DATA FOR THE TASK: Begin

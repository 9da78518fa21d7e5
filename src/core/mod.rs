pub mod config;
pub mod error;
pub mod types;

pub use config::ScoutConfig;
pub use error::{RulesError, SessionError};
//! Selector and label-grammar configuration.
//!
//! The markup contract of the target site lives here as data. Defaults match
//! the current LinkedIn feed card; every value can be overridden from
//! `feed-scout.json` and is validated once by [`ExtractionRules::compile`] /
//! [`AffordanceRules::compile`].

use crate::core::error::RulesError;
use regex::Regex;
use scraper::Selector;
use serde::{Deserialize, Serialize};

/// Selectors and patterns used by the field extractors.
#[derive(Serialize, Deserialize, Clone, Debug, PartialEq, Eq)]
#[serde(default)]
pub struct ExtractionRules {
    /// Top-level feed card.
    pub post_container: String,
    pub caption_container: String,
    /// Elements removed from the caption copy before its text is read.
    pub caption_strip: String,
    pub actor_title: String,
    /// Sighted-user variant inside the actor title (skips screen-reader duplicates).
    pub actor_title_visible: String,
    pub actor_sub_description: String,
    /// Glyph separating the relative time from the rest of the sub-description.
    pub posted_separator: String,
    pub hashtag_anchor: String,
    pub hashtag_href_pattern: String,
    pub hashtag_token_pattern: String,
    pub reactions_count: String,
    pub repost_button: String,
    /// Must capture the count in group 1.
    pub repost_label_pattern: String,
    pub comment_counts_item: String,
    pub comment_counts_visible: String,
    pub comment_item: String,
    pub comment_text: String,
}

impl Default for ExtractionRules {
    fn default() -> Self {
        Self {
            post_container: "li.artdeco-card.mb2".into(),
            caption_container: "span.break-words.tvm-parent-container".into(),
            caption_strip: "a".into(),
            actor_title: "span.update-components-actor__title".into(),
            actor_title_visible: r#"span[aria-hidden="true"]"#.into(),
            actor_sub_description: "span.update-components-actor__sub-description".into(),
            posted_separator: "•".into(),
            hashtag_anchor: "a[href]".into(),
            hashtag_href_pattern: r"/search/results/all/\?keywords=%23".into(),
            hashtag_token_pattern: r"#\w+".into(),
            reactions_count: "span.social-details-social-counts__reactions-count".into(),
            repost_button: "button[aria-label]".into(),
            repost_label_pattern: r"(\d[\d,]*)\s+reposts?".into(),
            comment_counts_item: "li.social-details-social-counts__comments".into(),
            comment_counts_visible: r#"span[aria-hidden="true"]"#.into(),
            comment_item: "span.comments-comment-item__main-content".into(),
            comment_text: "div.update-components-text".into(),
        }
    }
}

/// Validated form of [`ExtractionRules`].
#[derive(Debug, Clone)]
pub struct CompiledRules {
    pub post_container: Selector,
    pub caption_container: Selector,
    pub caption_strip: Selector,
    pub actor_title: Selector,
    pub actor_title_visible: Selector,
    pub actor_sub_description: Selector,
    pub posted_separator: String,
    pub hashtag_anchor: Selector,
    pub hashtag_href: Regex,
    pub hashtag_token: Regex,
    pub reactions_count: Selector,
    pub repost_button: Selector,
    pub repost_label: Regex,
    pub comment_counts_item: Selector,
    pub comment_counts_visible: Selector,
    pub comment_item: Selector,
    pub comment_text: Selector,
}

impl ExtractionRules {
    pub fn compile(&self) -> Result<CompiledRules, RulesError> {
        Ok(CompiledRules {
            post_container: selector("post_container", &self.post_container)?,
            caption_container: selector("caption_container", &self.caption_container)?,
            caption_strip: selector("caption_strip", &self.caption_strip)?,
            actor_title: selector("actor_title", &self.actor_title)?,
            actor_title_visible: selector("actor_title_visible", &self.actor_title_visible)?,
            actor_sub_description: selector(
                "actor_sub_description",
                &self.actor_sub_description,
            )?,
            posted_separator: self.posted_separator.clone(),
            hashtag_anchor: selector("hashtag_anchor", &self.hashtag_anchor)?,
            hashtag_href: pattern("hashtag_href_pattern", &self.hashtag_href_pattern)?,
            hashtag_token: pattern("hashtag_token_pattern", &self.hashtag_token_pattern)?,
            reactions_count: selector("reactions_count", &self.reactions_count)?,
            repost_button: selector("repost_button", &self.repost_button)?,
            repost_label: pattern("repost_label_pattern", &self.repost_label_pattern)?,
            comment_counts_item: selector("comment_counts_item", &self.comment_counts_item)?,
            comment_counts_visible: selector(
                "comment_counts_visible",
                &self.comment_counts_visible,
            )?,
            comment_item: selector("comment_item", &self.comment_item)?,
            comment_text: selector("comment_text", &self.comment_text)?,
        })
    }
}

// ---------------------------------------------------------------------------
// Affordances (live tree)
// ---------------------------------------------------------------------------

/// How an affordance is activated in the browser.
#[derive(Serialize, Deserialize, Clone, Copy, Debug, PartialEq, Eq, Default)]
#[serde(rename_all = "snake_case")]
pub enum Activation {
    /// Native pointer click at the element's center.
    #[default]
    Pointer,
    /// `element.click()` from script; works for elements under overlays.
    Script,
}

/// One clickable affordance: a CSS candidate query plus an optional
/// accessible-label grammar the candidate's `aria-label` must match.
#[derive(Serialize, Deserialize, Clone, Debug, PartialEq, Eq)]
pub struct AffordanceRule {
    pub selector: String,
    #[serde(default)]
    pub label_pattern: Option<String>,
    #[serde(default)]
    pub activation: Activation,
}

#[derive(Serialize, Deserialize, Clone, Debug, PartialEq, Eq)]
#[serde(default)]
pub struct AffordanceRules {
    pub see_more: AffordanceRule,
    pub comment_toggle: AffordanceRule,
    pub load_more_comments: AffordanceRule,
}

impl Default for AffordanceRules {
    fn default() -> Self {
        Self {
            see_more: AffordanceRule {
                selector: ".feed-shared-inline-show-more-text__see-more-less-toggle".into(),
                label_pattern: None,
                activation: Activation::Script,
            },
            comment_toggle: AffordanceRule {
                selector: r#"button[aria-label*="comment"]"#.into(),
                label_pattern: Some(r"^\d+\s+comments?\s+on\s+.+?(?:’s)?\s+post$".into()),
                activation: Activation::Pointer,
            },
            load_more_comments: AffordanceRule {
                selector: r#"button[aria-label="Load more comments"]"#.into(),
                label_pattern: None,
                activation: Activation::Pointer,
            },
        }
    }
}

/// Validated affordance, ready for [`crate::tools::triggers`].
#[derive(Debug, Clone)]
pub struct Affordance {
    pub name: &'static str,
    /// Passed verbatim to the browser's `querySelectorAll`.
    pub selector: String,
    pub label: Option<Regex>,
    pub activation: Activation,
}

impl Affordance {
    /// A candidate qualifies when there is no label grammar, or its label matches it.
    pub fn accepts_label(&self, label: Option<&str>) -> bool {
        match (&self.label, label) {
            (None, _) => true,
            (Some(re), Some(l)) => re.is_match(l.trim()),
            (Some(_), None) => false,
        }
    }
}

#[derive(Debug, Clone)]
pub struct AffordanceSet {
    pub see_more: Affordance,
    pub comment_toggle: Affordance,
    pub load_more_comments: Affordance,
}

impl AffordanceRule {
    pub fn compile(&self, name: &'static str) -> Result<Affordance, RulesError> {
        selector(name, &self.selector)?;
        let label = self
            .label_pattern
            .as_deref()
            .map(|p| pattern(name, p))
            .transpose()?;
        Ok(Affordance {
            name,
            selector: self.selector.clone(),
            label,
            activation: self.activation,
        })
    }
}

impl AffordanceRules {
    pub fn compile(&self) -> Result<AffordanceSet, RulesError> {
        Ok(AffordanceSet {
            see_more: self.see_more.compile("see_more")?,
            comment_toggle: self.comment_toggle.compile("comment_toggle")?,
            load_more_comments: self.load_more_comments.compile("load_more_comments")?,
        })
    }
}

fn selector(field: &'static str, css: &str) -> Result<Selector, RulesError> {
    Selector::parse(css).map_err(|e| RulesError::Selector {
        field,
        selector: css.to_string(),
        reason: e.to_string(),
    })
}

fn pattern(field: &'static str, re: &str) -> Result<Regex, RulesError> {
    Regex::new(re).map_err(|source| RulesError::Pattern { field, source })
}
use super::dom::{Document, Node};
use super::extract;
use super::rules::CompiledRules;
use crate::types::Post;
use tracing::{debug, info};

/// Parse a page snapshot and assemble every feed card into a [`Post`].
pub fn assemble_posts(markup: &str, rules: &CompiledRules) -> Vec<Post> {
    let document = Document::parse(markup);
    let posts = assemble_from(&document, rules);
    info!("assembled {} posts from snapshot ({} bytes)", posts.len(), markup.len());
    posts
}

/// Assemble all post containers found under the document root.
pub fn assemble_from(document: &Document, rules: &CompiledRules) -> Vec<Post> {
    document
        .root()
        .find_all(&rules.post_container)
        .iter()
        .map(|container| assemble_post(container, rules))
        .collect()
}

/// Compose all field extractors over one post container.
pub fn assemble_post(post: &Node<'_>, rules: &CompiledRules) -> Post {
    let caption_container = post.find(&rules.caption_container);

    let assembled = Post {
        posted_by: extract::posted_by(post, rules),
        posted: extract::posted_time(post, rules),
        caption: extract::caption(caption_container.as_ref(), rules),
        hashtags: extract::hashtags(caption_container.as_ref(), rules),
        reacts: extract::reaction_count(post, rules),
        reposts: extract::repost_count(post, rules),
        comment_count: extract::comment_count(post, rules),
        comments: extract::comments(post, rules),
    };

    if assembled.comment_count as usize != assembled.comments.len() {
        debug!(
            "post by '{}': {} comments declared, {} revealed",
            assembled.posted_by,
            assembled.comment_count,
            assembled.comments.len()
        );
    }

    assembled
}
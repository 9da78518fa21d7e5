//! Writing harvested posts to disk.

use crate::types::Post;
use anyhow::{anyhow, Result};
use chrono::NaiveDate;
use std::path::{Path, PathBuf};
use tracing::info;

/// `{dir}/{topic}_{YYYY-MM-DD}.json`
pub fn output_path(dir: &Path, topic: &str, date: NaiveDate) -> PathBuf {
    dir.join(format!("{}_{}.json", topic, date.format("%Y-%m-%d")))
}

/// Save `posts` as a pretty-printed JSON array, dated today (local time).
pub fn save_posts(dir: &Path, topic: &str, posts: &[Post]) -> Result<PathBuf> {
    let today = chrono::Local::now().date_naive();
    save_posts_dated(dir, topic, today, posts)
}

pub fn save_posts_dated(
    dir: &Path,
    topic: &str,
    date: NaiveDate,
    posts: &[Post],
) -> Result<PathBuf> {
    std::fs::create_dir_all(dir)
        .map_err(|e| anyhow!("failed to create output dir {}: {}", dir.display(), e))?;

    let path = output_path(dir, topic, date);
    let json = serde_json::to_string_pretty(posts)?;
    std::fs::write(&path, json).map_err(|e| anyhow!("failed to write {}: {}", path.display(), e))?;

    info!("[Saved] {} ({} posts)", path.display(), posts.len());
    Ok(path)
}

DATA FOR THE TASK: End

When a line in the data above contains the string "today", copy that line.

/// Save `posts` as a pretty-printed JSON array, dated today (local time).
    let today = chrono::Local::now().date_naive();
    save_posts_dated(dir, topic, today, posts)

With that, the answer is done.